Coincided with Champions League streaming, software updates for larger provider...

Tom Barth

executive
#91

And I think we have 1 more question, but I can't see it. It was on the screen, but it's about -- we're going to end on Linode.

F. Leighton

executive
#92

They're kicking us out.

Tom Barth

executive
#93

Yes, they're kicking out. So I'm going to ask what additional investments in Linode makes sense to help make it competitive? So I think that's a great way to end. And so this is the final one.

F. Leighton

executive
#94

Great. gets me -- let me redo the slide, I did in terms of the road map. We -- as part of the acquisition, we're adding a series of amount of engineering staff there to add some of the features I talked about, things like availability zones, elastic load balancing, adding that compliance that I talked about that's so important, additional managed services -- and of course, that distribution, like the actual deployment and capacity in the regions we already have. And I think I try to answer it short. I mean, that's the short answer. But it's that road map that I showed in the takeaway that you'll have from today.

Tom Barth

executive
#95

Well all the slides are available online, I want to thank everyone in the crowd as well as virtually who has joined us today. I want to thank all the presenters.

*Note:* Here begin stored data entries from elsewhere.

//! Cleaned company records and the table that holds them.

use std::fmt;

pub const COMPANY_NAME: &str = "company_name";
pub const FOCUS: &str = "focus";
pub const SECTOR: &str = "sector";
pub const REGION: &str = "region";
pub const SIZE: &str = "size";
pub const SIZE_CATEGORY: &str = "size_category";
pub const COUNTRY: &str = "country";

/// Columns every input file must carry, in canonical order.
pub const REQUIRED_COLUMNS: [&str; 5] = [COMPANY_NAME, FOCUS, SECTOR, REGION, SIZE];

/// Fill value for absent categorical fields.
pub const UNKNOWN: &str = "unknown";

/// Headcount band of a company.
///
/// Anything outside the known bands parses as [`CompanySize::Unknown`].
#[derive(Debug, Clone, Copy, PartialEq, Eq, Hash)]
pub enum CompanySize {
    OneToTen,
    ElevenToFifty,
    FiftyOneToTwoHundred,
    TwoHundredOneToFiveHundred,
    FiveHundredOneToThousand,
    Unknown,
}

impl CompanySize {
    pub const ALL: [CompanySize; 6] = [
        CompanySize::OneToTen,
        CompanySize::ElevenToFifty,
        CompanySize::FiftyOneToTwoHundred,
        CompanySize::TwoHundredOneToFiveHundred,
        CompanySize::FiveHundredOneToThousand,
        CompanySize::Unknown,
    ];

    /// Matches an already-normalized (lowercased, trimmed) size value.
    pub fn parse(value: &str) -> Self {
        Self::ALL
            .into_iter()
            .find(|size| size.as_str() == value)
            .unwrap_or(CompanySize::Unknown)
    }

    pub fn as_str(self) -> &'static str {
        match self {
            CompanySize::OneToTen => "1-10",
            CompanySize::ElevenToFifty => "11-50",
            CompanySize::FiftyOneToTwoHundred => "51-200",
            CompanySize::TwoHundredOneToFiveHundred => "201-500",
            CompanySize::FiveHundredOneToThousand => "501-1k",
            CompanySize::Unknown => UNKNOWN,
        }
    }

    pub fn category(self) -> SizeCategory {
        match self {
            CompanySize::OneToTen | CompanySize::ElevenToFifty => SizeCategory::Small,
            CompanySize::FiftyOneToTwoHundred | CompanySize::TwoHundredOneToFiveHundred => {
                SizeCategory::Medium
            }
            CompanySize::FiveHundredOneToThousand => SizeCategory::Large,
            CompanySize::Unknown => SizeCategory::Unknown,
        }
    }
}

impl fmt::Display for CompanySize {
    fn fmt(&self, f: &mut fmt::Formatter<'_>) -> fmt::Result {
        f.write_str(self.as_str())
    }
}

/// Coarse size bucket derived from [`CompanySize`].
#[derive(Debug, Clone, Copy, PartialEq, Eq, Hash)]
pub enum SizeCategory {
    Small,
    Medium,
    Large,
    Unknown,
}

impl SizeCategory {
    /// Display order used by the size distribution chart.
    pub const ALL: [SizeCategory; 4] = [
        SizeCategory::Small,
        SizeCategory::Medium,
        SizeCategory::Large,
        SizeCategory::Unknown,
    ];

    pub fn as_str(self) -> &'static str {
        match self {
            SizeCategory::Small => "Small",
            SizeCategory::Medium => "Medium",
            SizeCategory::Large => "Large",
            SizeCategory::Unknown => "Unknown",
        }
    }
}

impl fmt::Display for SizeCategory {
    fn fmt(&self, f: &mut fmt::Formatter<'_>) -> fmt::Result {
        f.write_str(self.as_str())
    }
}

/// Returns the trimmed text after the last comma of `region`, or `region`
/// itself when it has no comma.
pub fn derive_country(region: &str) -> String {
    match region.rsplit_once(',') {
        Some((_, country)) => country.trim().to_string(),
        None => region.to_string(),
    }
}

/// Role of a column within a [`Table`].
#[derive(Debug, Clone, Copy, PartialEq, Eq)]
pub enum Column {
    CompanyName,
    Focus,
    Sector,
    Region,
    Size,
    SizeCategory,
    Country,
    /// Pass-through column, indexing [`Table::extra_names`] and [`Record::extras`].
    Extra(usize),
}

impl Column {
    /// Maps a header name onto a known role.
    pub fn from_name(name: &str) -> Option<Self> {
        match name {
            COMPANY_NAME => Some(Column::CompanyName),
            FOCUS => Some(Column::Focus),
            SECTOR => Some(Column::Sector),
            REGION => Some(Column::Region),
            SIZE => Some(Column::Size),
            SIZE_CATEGORY => Some(Column::SizeCategory),
            COUNTRY => Some(Column::Country),
            _ => None,
        }
    }
}

/// One cleaned company row.
#[derive(Debug, Clone, PartialEq, Eq)]
pub struct Record {
    /// Deduplication key, kept exactly as read.
    pub company_name: Option<String>,
    pub focus: String,
    pub sector: String,
    pub region: String,
    pub size: CompanySize,
    pub size_category: SizeCategory,
    pub country: String,
    pub extras: Vec<Option<String>>,
}

impl Record {
    /// Text of `column` for this record; `None` only for missing cells.
    pub fn value(&self, column: Column) -> Option<&str> {
        match column {
            Column::CompanyName => self.company_name.as_deref(),
            Column::Focus => Some(&self.focus),
            Column::Sector => Some(&self.sector),
            Column::Region => Some(&self.region),
            Column::Size => Some(self.size.as_str()),
            Column::SizeCategory => Some(self.size_category.as_str()),
            Column::Country => Some(&self.country),
            Column::Extra(i) => self.extras.get(i).and_then(|v| v.as_deref()),
        }
    }
}

/// Ordered, deduplicated collection of [`Record`]s plus its column layout.
#[derive(Debug, Clone, PartialEq, Eq, Default)]
pub struct Table {
    pub columns: Vec<Column>,
    pub extra_names: Vec<String>,
    pub records: Vec<Record>,
}

impl Table {
    pub fn column_name(&self, column: Column) -> &str {
        match column {
            Column::CompanyName => COMPANY_NAME,
            Column::Focus => FOCUS,
            Column::Sector => SECTOR,
            Column::Region => REGION,
            Column::Size => SIZE,
            Column::SizeCategory => SIZE_CATEGORY,
            Column::Country => COUNTRY,
            Column::Extra(i) => self.extra_names.get(i).map(String::as_str).unwrap_or(""),
        }
    }

    pub fn headers(&self) -> Vec<&str> {
        self.columns.iter().map(|c| self.column_name(*c)).collect()
    }

    /// Values of one column in record order.
    pub fn values(&self, column: Column) -> impl Iterator<Item = Option<&str>> {
        self.records.iter().map(move |r| r.value(column))
    }

    pub fn len(&self) -> usize {
        self.records.len()
    }

    pub fn is_empty(&self) -> bool {
        self.records.is_empty()
    }
}
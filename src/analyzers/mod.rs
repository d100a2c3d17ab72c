//! Frequency counts and descriptive statistics over a cleaned company table.

pub mod aggregate;
pub mod describe;
pub mod types;
pub mod utility;
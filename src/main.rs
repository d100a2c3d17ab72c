//! CLI entry point for the company data analyzer.
//!
//! Provides subcommands for producing a full report from a company CSV and
//! for exporting only the cleaned data.

use anyhow::{Context, Result};
use chrono::Utc;
use clap::{Parser, Subcommand};
use company_analyzer::analyzers::types::AnalysisSummary;
use company_analyzer::config::Config;
use company_analyzer::fetch::load_source;
use company_analyzer::output::{EXPORT_FILE_NAME, export, print_json, print_pretty, write_report};
use company_analyzer::pipeline::{Session, analyze};
use company_analyzer::presenter::render;
use std::ffi::OsStr;
use std::io::Write;
use std::path::{Path, PathBuf};
use tracing::{error, info};
use tracing_subscriber::{
    EnvFilter, Layer,
    fmt::{self, format::FmtSpan},
    layer::SubscriberExt,
    util::SubscriberInitExt,
};

#[derive(Parser)]
#[command(name = "company_analyzer")]
#[command(about = "Clean, summarize and chart company CSVs", long_about = None)]
struct Cli {
    #[command(subcommand)]
    command: Commands,
}

#[derive(Subcommand)]
enum Commands {
    /// Clean a company CSV, print summary tables and write charts plus the cleaned CSV
    Analyze {
        /// Path to file, URL to fetch, or "-" for stdin
        #[arg(value_name = "FILE_OR_URL")]
        source: Option<String>,

        /// Directory to write charts, cleaned CSV and summary.json to
        #[arg(short, long, default_value = "report")]
        out_dir: PathBuf,

        /// Also log the run summary as JSON
        #[arg(long, default_value_t = false)]
        json: bool,
    },
    /// Clean a company CSV and write only the cleaned data
    Clean {
        /// Path to file, URL to fetch, or "-" for stdin
        #[arg(value_name = "FILE_OR_URL")]
        source: String,

        /// Where to write the cleaned CSV ("-" for stdout)
        #[arg(short, long, default_value = EXPORT_FILE_NAME)]
        output: String,
    },
}

fn main() -> Result<()> {
    dotenvy::dotenv().ok(); // Load .env file

    let config = Config::from_env()?;

    // Logging setup: colored stderr + JSON rolling log file
    let log_dir = config
        .log_file_path
        .parent()
        .filter(|p| !p.as_os_str().is_empty())
        .unwrap_or(Path::new("logs"));
    let log_file_name = config
        .log_file_path
        .file_name()
        .unwrap_or(OsStr::new("company_analyzer.log"));

    let file_appender = tracing_appender::rolling::daily(log_dir, log_file_name);
    let (non_blocking_file, _file_guard) = tracing_appender::non_blocking(file_appender);

    let stderr_layer = fmt::layer()
        .with_target(true)
        .with_span_events(FmtSpan::CLOSE)
        .with_ansi(true)
        .with_writer(std::io::stderr)
        .with_filter(EnvFilter::from_env("RUST_LOG").add_directive("info".parse()?));

    let json_layer = fmt::layer()
        .json()
        .with_current_span(true)
        .with_span_list(true)
        .with_writer(non_blocking_file)
        .with_filter(EnvFilter::from_env("RUST_LOG_JSON").add_directive("debug".parse()?));

    tracing_subscriber::registry()
        .with(stderr_layer)
        .with(json_layer)
        .init();

    let cli = Cli::parse();

    match cli.command {
        Commands::Analyze {
            source,
            out_dir,
            json,
        } => {
            let upload = source.as_deref().map(load_source).transpose()?;

            let analysis = match Session::from_upload(upload.as_deref()) {
                Ok(Session::AwaitingInput) => {
                    info!("Please upload a CSV file to analyze.");
                    return Ok(());
                }
                Ok(Session::Displaying(analysis)) => analysis,
                Err(e) => {
                    error!(error = %e, "Company CSV could not be analyzed");
                    return Err(e.into());
                }
            };

            info!(
                rows_in = analysis.stats.rows_in,
                duplicates_removed = analysis.stats.duplicates_removed,
                rows_dropped = analysis.stats.rows_dropped,
                rows_out = analysis.stats.rows_out,
                "Company data cleaned"
            );

            let report = render(&analysis, config.chart_size)?;
            println!("{}", report.text());

            let download = export(&analysis.table)?;
            let summary = AnalysisSummary {
                generated_at: Utc::now(),
                source,
                clean: analysis.stats,
                aggregates: analysis.aggregates,
            };

            print_pretty(&summary);
            if json {
                print_json(&summary)?;
            }

            write_report(&out_dir, &report, &download, &summary)?;
        }
        Commands::Clean { source, output } => {
            clean_to(&source, &output)?;
        }
    }

    Ok(())
}

/// Cleans the CSV at `source` and writes the export to `output`.
#[tracing::instrument]
fn clean_to(source: &str, output: &str) -> Result<()> {
    let bytes = load_source(source)?;
    let analysis = analyze(&bytes).inspect_err(|e| {
        error!(error = %e, "Company CSV could not be cleaned");
    })?;
    let download = export(&analysis.table)?;

    write_output(output, &download.data)?;

    info!(
        rows_out = analysis.stats.rows_out,
        bytes = download.data.len(),
        "Cleaned CSV written"
    );
    Ok(())
}

/// Writes `data` to the file at `output`, or to stdout when it is `-`.
fn write_output(output: &str, data: &[u8]) -> Result<()> {
    if output == "-" {
        std::io::stdout()
            .write_all(data)
            .context("Failed to write cleaned CSV to stdout")
    } else {
        std::fs::write(output, data).with_context(|| format!("Failed to write {}", output))
    }
}

#[cfg(test)]
mod tests {
    use super::*;
    use std::env;
    use std::fs;

    #[test]
    fn test_write_output_to_file() {
        let path = env::temp_dir().join("company_analyzer_test_clean_output.csv");

        write_output(path.to_str().unwrap(), b"company_name\nAcme\n").unwrap();

        assert_eq!(fs::read(&path).unwrap(), b"company_name\nAcme\n");
        fs::remove_file(&path).unwrap();
    }

    #[test]
    fn test_write_output_names_unwritable_path() {
        let err = write_output("/definitely/not/here/cleaned.csv", b"x").unwrap_err();

        let message = err.to_string();
        assert!(message.contains("Failed to write /definitely/not/here/cleaned.csv"));
    }
}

I also want to thank everyone to help make this possible from the administration staff. So thank you very, very much, and have a wonderful day. Again, we are going to lunch downstairs if you're available. We will have executives in that lunch. So feel free, it's kind of a loose casual environment. And then the security symposium starts back here at 1:00. So have a wonderful, stay healthy. Have a wonderful day, and we'll talk soon.